During my school days, my parents were quite strict about the kind of films we could see. As it was a time with no television, there were comedians who featured in a series of films. My favorite comedian, who was considered to be quite sophisticated, was Danny Kaye. One of his films featured him as a teacher whose light humor made him a favorite among students and let him teach without making education boring. As a teacher of history in an academic atmosphere where it was considered a boring subject, I used to add anecdotes to my lecture. One of them was a regular feature of most of my courses. It was about a man, during the Abbasid Khilafat, who had heard that the people of Baghdad were very wise and decided to see for himself. So, he travelled to Baghdad with on his donkey and carried his parrot with him for company.
As he neared Baghdad, he was running short of funds, so he decided to stop at a village outside Baghdad. He asked a child who was playing in the field what he could buy from the little money he had to feed himself, the donkey and the parrot. The child replied, buy a watermelon. You can have the melon, the donkey will eat the skin and the parrot will get the seeds. Well, the story naturally goes on; but this is the part that was meant for my blog today. The moral is that a single solution can take care of a variety of problems if the solution has byproducts.
Like the watermelon in the story, human industry has always capitalized on byproducts. Meat from the animal provided the byproducts of gut and bone and skin for strings and needles and clothing to name the more regular uses of the body parts of the animal. A byproduct of a modern road, for example, is that it is a divisive integrator, like a river. It cuts across communities that live on either side; but joins them to many others, thereby linking them to each other in another scheme of life. And that is the key that unties the Gordian knot and releases the catch 22.
The tie that binds culture to tradition is the Gordian knot and the catch 22. Most of us believe that tradition and culture are the same thing; just as many of us can’t distinguish between ethics and morality. Ethics is morality in action; while morality is a component of culture, ethics is a part of tradition. Traditions too, are culture in action. That is to say, that so long as culture acts upon a particular kind of situation, it follows a particular line of action as a tradition. Pakistanis are people who live through samaji identities. So long as the structure of occupations was linier, the biradri [a variant of zat, which eliminates the Hindu religious significance of zat] was our form of samaj. Today, with the workforce divided into ‘sectors’, the “education sector” forms a neo-biradri, the forces [police and military] are termed as peti bhira [belt brothers] another neo-biradri, like the vukala biradri, almost a literal replacement of the qanongo sheikh.

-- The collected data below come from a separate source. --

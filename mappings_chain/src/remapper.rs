//! Looking up new names for the symbols found in source code.
//!
//! The parsing of the source code, and resolving which class, field or method an identifier refers to is not done
//! here. Whatever does that gives a [`Binding`] to the [`SymbolRemapper`], which answers with the new name.
//!
//! # Dubious mappings
//! If a method can't be found by its name and descriptor, a method of the same name is taken, ignoring the
//! descriptor. This is wrong for overloaded methods, so every such case is logged as a warning.

use std::ops::Range;
use anyhow::{anyhow, bail, Context, Result};
use indexmap::{IndexMap, IndexSet};
use log::warn;
use crate::descriptor::{name_part, signature_part};
use crate::table::{split_member_key, MappingTable};

/// The mappings of one class, with the member names grouped below it.
#[derive(Debug, Clone, PartialEq, Eq)]
pub struct ClassEntry {
	/// The name of the class in the target namespace.
	pub name: String,
	/// Field name to new field name.
	pub fields: IndexMap<String, String>,
	/// Method name and descriptor to new method name.
	pub methods: IndexMap<(String, String), String>,
}

impl ClassEntry {
	fn new(name: &str) -> ClassEntry {
		ClassEntry {
			name: name.to_owned(),
			fields: IndexMap::new(),
			methods: IndexMap::new(),
		}
	}
}

/// A [`MappingTable`] regrouped by classes.
///
/// Members of classes without an entry in the class table get a class entry that keeps the class name.
#[derive(Debug, Clone, Default, PartialEq, Eq)]
pub struct MappingSet {
	pub classes: IndexMap<String, ClassEntry>,
}

impl MappingSet {
	pub fn new(mappings: &MappingTable) -> Result<MappingSet> {
		let mut classes: IndexMap<String, ClassEntry> = IndexMap::new();

		for (src, dst) in &mappings.classes {
			classes.entry(src.clone())
				.or_insert_with(|| ClassEntry::new(src))
				.name = dst.clone();
		}

		for (src, dst) in &mappings.fields {
			let (owner, name) = split_member_key(src)?;
			let (_, name_dst) = split_member_key(dst)?;

			classes.entry(owner.to_owned())
				.or_insert_with(|| ClassEntry::new(owner))
				.fields.insert(name.to_owned(), name_dst.to_owned());
		}

		for (src, dst) in &mappings.methods {
			let (owner, member) = split_member_key(src)?;
			let (_, member_dst) = split_member_key(dst)?;

			let desc = signature_part(member);
			if desc.is_empty() {
				bail!("method key {src:?} has no descriptor");
			}

			classes.entry(owner.to_owned())
				.or_insert_with(|| ClassEntry::new(owner))
				.methods.insert((name_part(member).to_owned(), desc.to_owned()), name_part(member_dst).to_owned());
		}

		Ok(MappingSet { classes })
	}

	pub fn get(&self, class: &str) -> Option<&ClassEntry> {
		self.classes.get(class)
	}

	pub fn len(&self) -> usize {
		self.classes.len()
	}

	pub fn is_empty(&self) -> bool {
		self.classes.is_empty()
	}
}

/// Gives the direct super classes and interfaces of a class.
///
/// Used so that members inherited from another class are found.
pub trait SuperClassProvider {
	fn get_super_classes(&self, class: &str) -> Option<&IndexSet<String>>;
}

impl SuperClassProvider for IndexMap<String, IndexSet<String>> {
	fn get_super_classes(&self, class: &str) -> Option<&IndexSet<String>> {
		self.get(class)
	}
}

pub struct NoSuperClassProvider;

impl SuperClassProvider for NoSuperClassProvider {
	fn get_super_classes(&self, _class: &str) -> Option<&IndexSet<String>> {
		None
	}
}

/// What an identifier in the source code refers to.
#[derive(Debug, Clone, Copy, PartialEq, Eq)]
pub enum Binding<'a> {
	Class {
		binary_name: &'a str,
	},
	/// A variable. If it's not a field, the `declaring_class` is `None`.
	Field {
		declaring_class: Option<&'a str>,
		name: &'a str,
	},
	Method {
		declaring_class: &'a str,
		name: &'a str,
		descriptor: &'a str,
		constructor: bool,
	},
}

/// An identifier in some source text, with the binding it resolved to.
#[derive(Debug, Clone, PartialEq, Eq)]
pub struct Occurrence<'a> {
	/// Byte range of the identifier in the text.
	pub span: Range<usize>,
	pub binding: Binding<'a>,
}

#[derive(Debug)]
pub struct SymbolRemapper<'m, 'i, I> {
	mappings: &'m MappingSet,
	inheritance: &'i I,
}

impl<'m, 'i, I: SuperClassProvider> SymbolRemapper<'m, 'i, I> {
	pub fn new(mappings: &'m MappingSet, inheritance: &'i I) -> SymbolRemapper<'m, 'i, I> {
		SymbolRemapper { mappings, inheritance }
	}

	pub fn map_class(&self, class: &str) -> Option<&'m str> {
		self.mappings.get(class)
			.map(|entry| entry.name.as_str())
	}

	/// Finds the new name of a field, looking into super classes if the class itself doesn't have it.
	pub fn map_field(&self, class: &str, name: &str) -> Option<&'m str> {
		if let Some(new_name) = self.mappings.get(class).and_then(|entry| entry.fields.get(name)) {
			return Some(new_name.as_str());
		}

		self.inheritance.get_super_classes(class)?
			.iter()
			.find_map(|super_class| self.map_field(super_class, name))
	}

	/// Finds the new name of a method, looking into super classes if the class itself doesn't have it.
	pub fn map_method(&self, class: &str, name: &str, desc: &str) -> Option<&'m str> {
		let found = self.mappings.get(class)
			.and_then(|entry| entry.methods.get(&(name.to_owned(), desc.to_owned())));
		if let Some(new_name) = found {
			return Some(new_name.as_str());
		}

		self.inheritance.get_super_classes(class)?
			.iter()
			.find_map(|super_class| self.map_method(super_class, name, desc))
	}

	/// Finds any method with the given name, ignoring the descriptor.
	fn recover_method(&self, class: &str, name: &str) -> Option<(&'m (String, String), &'m str)> {
		let found = self.mappings.get(class)
			.and_then(|entry| entry.methods.iter().find(|((method_name, _), _)| method_name == name));
		if let Some((key, new_name)) = found {
			return Some((key, new_name.as_str()));
		}

		self.inheritance.get_super_classes(class)?
			.iter()
			.find_map(|super_class| self.recover_method(super_class, name))
	}

	/// The name a constructor of the class gets, that is the simple name of the class in the target namespace.
	pub fn constructor_name<'a>(&self, class: &'a str) -> &'a str
	where
		'm: 'a,
	{
		simple_name(self.map_class(class).unwrap_or(class))
	}

	/// Gives back the new identifier, if it's different from the current one.
	pub fn rename(&self, binding: &Binding, identifier: &str) -> Option<String> {
		let new_name = match *binding {
			Binding::Class { binary_name } => simple_name(self.map_class(binary_name)?),
			Binding::Field { declaring_class, name } => self.map_field(declaring_class?, name)?,
			Binding::Method { declaring_class, constructor: true, .. } => self.constructor_name(declaring_class),
			Binding::Method { declaring_class, name, descriptor, constructor: false } => {
				match self.map_method(declaring_class, name, descriptor) {
					Some(new_name) => new_name,
					None => {
						let ((found_name, found_desc), new_name) = self.recover_method(declaring_class, name)?;
						warn!("recovered dubious mapping for {declaring_class}.{name}{descriptor}: \
							using {found_name}{found_desc} -> {new_name}");
						new_name
					},
				}
			},
		};

		(new_name != identifier).then(|| new_name.to_owned())
	}

	/// Applies the renames of all the occurrences to the text.
	///
	/// The spans of the occurrences may not overlap.
	pub fn apply_renames(&self, text: &str, occurrences: &[Occurrence]) -> Result<String> {
		let mut sorted: Vec<&Occurrence> = occurrences.iter().collect();
		sorted.sort_by_key(|occurrence| occurrence.span.start);

		let mut s = String::with_capacity(text.len());
		let mut position = 0;
		let mut previous_end = 0;

		for occurrence in sorted {
			let span = occurrence.span.clone();
			if span.start < previous_end {
				bail!("occurrence {occurrence:?} overlaps with a previous one");
			}
			previous_end = span.end;

			let identifier = text.get(span.clone())
				.with_context(|| anyhow!("occurrence {occurrence:?} is out of bounds or not on a char boundary"))?;

			if let Some(new_name) = self.rename(&occurrence.binding, identifier) {
				s.push_str(&text[position..span.start]);
				s.push_str(&new_name);
				position = span.end;
			}
		}

		s.push_str(&text[position..]);
		Ok(s)
	}
}

/// The part of a binary class name after the package and the outer classes.
///
/// ```
/// use mappings_chain::remapper::simple_name;
///
/// assert_eq!(simple_name("net/minecraft/Foo$Bar"), "Bar");
/// assert_eq!(simple_name("net/minecraft/Foo"), "Foo");
/// assert_eq!(simple_name("Foo"), "Foo");
/// ```
pub fn simple_name(class: &str) -> &str {
	let name = class.rsplit_once('/').map_or(class, |(_, name)| name);
	name.rsplit_once('$').map_or(name, |(_, name)| name)
}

Like the biradri tradition, as a working form of the cultural nexus of samaji unity, has changed to accommodate needs of modernity, so too have changed many other Pakistani traditions. The change in culture is a different matter because it needs a deeper reorientation of values. In my last blog, that was the point where I sidestepped the issue of continuity.
Traditions change with the times and transform themselves into a new scheme of life. We are likely to feel disturbed by the transformation because we see it as an attack on culture. This is not so in many cases and we need to use culture to rephrase traditions as needed. Sometimes it is a matter of transforming a large unit into small ones for strength, like shattered glass that makes the shatterproof windscreen of a car. Sometimes numerous small units are fused together to make a large integrated whole like fiberglass. It is all in the mind, in our way of thinking, it is that which remains unchanged to hold together a value system that makes a culture.
And that brings me back, full circle to my refrain. Our elite, our managers, our politicians, our teachers and our activists who try to fight the Pakistani cultural context and value system are the ones who are holding us back because they make us schizophrenic as a nation. I am not saying that all our elite are like that. What I am saying is that, those who are like that and those who are not like that are really at loggerheads because they do not see that we are already in a new scheme of life. One to which the Pakistani mores and culture are well adjusted but which is not well integrated in our state institutions and governance structures.